[PATCH] [35/48] x86: tighten kernel image page access rights
From: Andi Kleen
Date: Sun Apr 29 2007 - 07:11:20 EST
On x86-64, kernel memory freed after init can be entirely unmapped instead
of just getting 'poisoned' by overwriting with a debug pattern.
On i386 and x86-64 (under CONFIG_DEBUG_RODATA), kernel text and bug table
can also be write-protected.
Compared to the first version, this one prevents re-creating deleted
mappings in the kernel image range on x86-64, if those got removed
previously. This, together with the original changes, prevents temporarily
having inconsistent mappings when cacheability attributes are being
changed on such pages (e.g. from AGP code). While on i386 such duplicate
mappings don't exist, the same change is done there, too, both for
consistency and because checking pte_present() before using various other
pte_XXX functions is a requirement anyway. At once, i386 code gets
adjusted to use pte_huge() instead of open coding this.
Signed-off-by: Jan Beulich <jbeulich@xxxxxxxxxx>
Signed-off-by: Andi Kleen <ak@xxxxxxx>
---
arch/i386/kernel/vmlinux.lds.S | 4 ++--
arch/i386/mm/init.c | 27 ++++++++++++++++++++-------
arch/i386/mm/pageattr.c | 6 ++++--
arch/x86_64/kernel/head.S | 1 -
arch/x86_64/kernel/vmlinux.lds.S | 5 +++--
arch/x86_64/mm/init.c | 25 ++++++++++++++++---------
arch/x86_64/mm/pageattr.c | 18 +++++++++++++-----
include/asm-i386/pgtable.h | 2 ++
include/linux/poison.h | 3 ---
9 files changed, 60 insertions(+), 31 deletions(-)
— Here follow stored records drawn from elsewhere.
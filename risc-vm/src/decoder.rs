//! Instruction decoding.
//!
//! Every instruction is a single little-endian 32-bit word. Byte 0 is the
//! opcode, bytes 1..3 are the operand bytes `a`, `b` and `c`. Immediate
//! forms read a 16-bit value from bytes 2..3 and memory forms read a signed
//! 8-bit offset from byte 3. Operand bytes an instruction does not use are
//! ignored. The opcode table lives in [`crate::isa`].

use crate::Fault;
use crate::isa::opcode;
use crate::NUM_REGS;

#[derive(Debug, Clone, Copy, PartialEq, Eq, Hash)]
pub enum Register {
    R0,
    R1,
    R2,
    R3,
    R4,
    R5,
    R6,
    R7,
    R8,
    R9,
    R10,
    R11,
    R12,
    R13,
    R14,
    R15,
}

impl Register {
    /// Stack pointer by convention.
    pub const SP: Register = Register::R15;

    /// Register for a raw operand byte, or `None` when the index is not in
    /// `[0, 16)`.
    pub fn from_u8(v: u8) -> Option<Self> {
        let reg = match v {
            0 => Register::R0,
            1 => Register::R1,
            2 => Register::R2,
            3 => Register::R3,
            4 => Register::R4,
            5 => Register::R5,
            6 => Register::R6,
            7 => Register::R7,
            8 => Register::R8,
            9 => Register::R9,
            10 => Register::R10,
            11 => Register::R11,
            12 => Register::R12,
            13 => Register::R13,
            14 => Register::R14,
            15 => Register::R15,
            _ => return None,
        };
        debug_assert!((reg as usize) < NUM_REGS);
        Some(reg)
    }

    pub fn to_usize(&self) -> usize {
        *self as usize
    }

    pub fn to_u8(&self) -> u8 {
        *self as u8
    }
}

impl std::fmt::Display for Register {
    fn fmt(&self, f: &mut std::fmt::Formatter<'_>) -> std::fmt::Result {
        if *self == Register::SP {
            write!(f, "sp")
        } else {
            write!(f, "r{}", self.to_usize())
        }
    }
}

/// Two-operand ALU operations.
#[derive(Debug, Clone, Copy, PartialEq, Eq)]
pub enum AluOp {
    Add,
    Sub,
    And,
    Or,
    Xor,
    Shl,
    Shr,
    Mul,
}

impl AluOp {
    pub fn mnemonic(self) -> &'static str {
        match self {
            AluOp::Add => "add",
            AluOp::Sub => "sub",
            AluOp::And => "and",
            AluOp::Or => "or",
            AluOp::Xor => "xor",
            AluOp::Shl => "shl",
            AluOp::Shr => "shr",
            AluOp::Mul => "mul",
        }
    }
}

/// Branch condition evaluated against the flag register.
#[derive(Debug, Clone, Copy, PartialEq, Eq)]
pub enum Cond {
    Always,
    Zero,
    NotZero,
    Carry,
    NotCarry,
    Sign,
    NotSign,
}

impl Cond {
    pub fn mnemonic(self) -> &'static str {
        match self {
            Cond::Always => "jmp",
            Cond::Zero => "jz",
            Cond::NotZero => "jnz",
            Cond::Carry => "jc",
            Cond::NotCarry => "jnc",
            Cond::Sign => "js",
            Cond::NotSign => "jns",
        }
    }
}

/// Width of a data load or store.
#[derive(Debug, Clone, Copy, PartialEq, Eq)]
pub enum Width {
    Byte,
    Half,
}

#[derive(Debug, Clone, Copy, PartialEq, Eq)]
pub enum Op {
    Halt,
    Nop,
    Ldi {
        rd: Register,
        imm: u16,
    },
    Mov {
        rd: Register,
        rs: Register,
    },
    Load {
        rd: Register,
        base: Register,
        offset: i8,
        width: Width,
    },
    Store {
        rs: Register,
        base: Register,
        offset: i8,
        width: Width,
    },
    Alu {
        op: AluOp,
        rd: Register,
        rs1: Register,
        rs2: Register,
    }, // R-type ALU
    AluImm {
        op: AluOp,
        rd: Register,
        imm: u16,
    }, // ADDI / SUBI, rd is both source and destination
    Cmp {
        rs1: Register,
        rs2: Register,
    },
    CmpImm {
        rs1: Register,
        imm: u16,
    },
    Jump {
        cond: Cond,
        target: u16,
    },
    JumpReg {
        rs: Register,
    },
    Push {
        rs: Register,
    },
    Pop {
        rd: Register,
    },
    Call {
        target: u16,
    },
    Ret,
}

impl Op {
    /// True for instructions that recompute the flag register.
    pub fn updates_flags(&self) -> bool {
        matches!(
            self,
            Op::Alu { .. } | Op::AluImm { .. } | Op::Cmp { .. } | Op::CmpImm { .. }
        )
    }
}

impl std::fmt::Display for Op {
    fn fmt(&self, f: &mut std::fmt::Formatter<'_>) -> std::fmt::Result {
        match *self {
            Op::Halt => write!(f, "halt"),
            Op::Nop => write!(f, "nop"),
            Op::Ldi { rd, imm } => write!(f, "ldi {rd}, {imm:#06x}"),
            Op::Mov { rd, rs } => write!(f, "mov {rd}, {rs}"),
            Op::Load { rd, base, offset, width } => {
                let m = if width == Width::Byte { "ldb" } else { "ld" };
                write!(f, "{m} {rd}, [{base}{offset:+}]")
            }
            Op::Store { rs, base, offset, width } => {
                let m = if width == Width::Byte { "stb" } else { "st" };
                write!(f, "{m} {rs}, [{base}{offset:+}]")
            }
            Op::Alu { op, rd, rs1, rs2 } => write!(f, "{} {rd}, {rs1}, {rs2}", op.mnemonic()),
            Op::AluImm { op, rd, imm } => write!(f, "{}i {rd}, {imm:#06x}", op.mnemonic()),
            Op::Cmp { rs1, rs2 } => write!(f, "cmp {rs1}, {rs2}"),
            Op::CmpImm { rs1, imm } => write!(f, "cmpi {rs1}, {imm:#06x}"),
            Op::Jump { cond, target } => write!(f, "{} {target:#06x}", cond.mnemonic()),
            Op::JumpReg { rs } => write!(f, "jr {rs}"),
            Op::Push { rs } => write!(f, "push {rs}"),
            Op::Pop { rd } => write!(f, "pop {rd}"),
            Op::Call { target } => write!(f, "call {target:#06x}"),
            Op::Ret => write!(f, "ret"),
        }
    }
}

#[inline(always)]
fn reg(v: u8) -> Result<Register, Fault> {
    Register::from_u8(v).ok_or(Fault::InvalidRegister(v))
}

pub fn decode(insn: u32) -> Result<Op, Fault> {
    let [op, a, b, c] = insn.to_le_bytes();
    let imm = (insn >> 16) as u16;
    let offset = c as i8;

    let alu = |alu_op| -> Result<Op, Fault> {
        Ok(Op::Alu {
            op: alu_op,
            rd: reg(a)?,
            rs1: reg(b)?,
            rs2: reg(c)?,
        })
    };
    let jump = |cond| Op::Jump { cond, target: imm };

    match op {
        opcode::HALT => Ok(Op::Halt),
        opcode::NOP => Ok(Op::Nop),

        opcode::LDI => Ok(Op::Ldi { rd: reg(a)?, imm }),
        opcode::MOV => Ok(Op::Mov {
            rd: reg(a)?,
            rs: reg(b)?,
        }),
        opcode::LD | opcode::LDB => Ok(Op::Load {
            rd: reg(a)?,
            base: reg(b)?,
            offset,
            width: if op == opcode::LDB { Width::Byte } else { Width::Half },
        }),
        opcode::ST | opcode::STB => Ok(Op::Store {
            rs: reg(a)?,
            base: reg(b)?,
            offset,
            width: if op == opcode::STB { Width::Byte } else { Width::Half },
        }),

        opcode::ADD => alu(AluOp::Add),
        opcode::SUB => alu(AluOp::Sub),
        opcode::AND => alu(AluOp::And),
        opcode::OR => alu(AluOp::Or),
        opcode::XOR => alu(AluOp::Xor),
        opcode::SHL => alu(AluOp::Shl),
        opcode::SHR => alu(AluOp::Shr),
        opcode::MUL => alu(AluOp::Mul),
        opcode::ADDI => Ok(Op::AluImm {
            op: AluOp::Add,
            rd: reg(a)?,
            imm,
        }),
        opcode::SUBI => Ok(Op::AluImm {
            op: AluOp::Sub,
            rd: reg(a)?,
            imm,
        }),
        opcode::CMP => Ok(Op::Cmp {
            rs1: reg(a)?,
            rs2: reg(b)?,
        }),
        opcode::CMPI => Ok(Op::CmpImm { rs1: reg(a)?, imm }),

        opcode::JMP => Ok(jump(Cond::Always)),
        opcode::JZ => Ok(jump(Cond::Zero)),
        opcode::JNZ => Ok(jump(Cond::NotZero)),
        opcode::JC => Ok(jump(Cond::Carry)),
        opcode::JNC => Ok(jump(Cond::NotCarry)),
        opcode::JS => Ok(jump(Cond::Sign)),
        opcode::JNS => Ok(jump(Cond::NotSign)),
        opcode::JR => Ok(Op::JumpReg { rs: reg(a)? }),

        opcode::PUSH => Ok(Op::Push { rs: reg(a)? }),
        opcode::POP => Ok(Op::Pop { rd: reg(a)? }),
        opcode::CALL => Ok(Op::Call { target: imm }),
        opcode::RET => Ok(Op::Ret),

        _ => Err(Fault::InvalidOpcode(op)),
    }
}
Index: linux/arch/i386/kernel/vmlinux.lds.S
===================================================================
--- linux.orig/arch/i386/kernel/vmlinux.lds.S
+++ linux/arch/i386/kernel/vmlinux.lds.S
@@ -61,8 +61,6 @@ SECTIONS
__stop___ex_table = .;
}
- RODATA
-
BUG_TABLE
. = ALIGN(4);
@@ -72,6 +70,8 @@ SECTIONS
__tracedata_end = .;
}
+ RODATA
+
/* writeable */
. = ALIGN(4096);
.data : AT(ADDR(.data) - LOAD_OFFSET) { /* Data */
Index: linux/arch/i386/mm/init.c
===================================================================
--- linux.orig/arch/i386/mm/init.c
+++ linux/arch/i386/mm/init.c
@@ -22,6 +22,7 @@
#include <linux/init.h>
#include <linux/highmem.h>
#include <linux/pagemap.h>
+#include <linux/pfn.h>
#include <linux/poison.h>
#include <linux/bootmem.h>
#include <linux/slab.h>
@@ -751,13 +752,25 @@ static int noinline do_test_wp_bit(void)
void mark_rodata_ro(void)
{
- unsigned long addr = (unsigned long)__start_rodata;
+ unsigned long start = PFN_ALIGN(_text);
+ unsigned long size = PFN_ALIGN(_etext) - start;
- for (; addr < (unsigned long)__end_rodata; addr += PAGE_SIZE)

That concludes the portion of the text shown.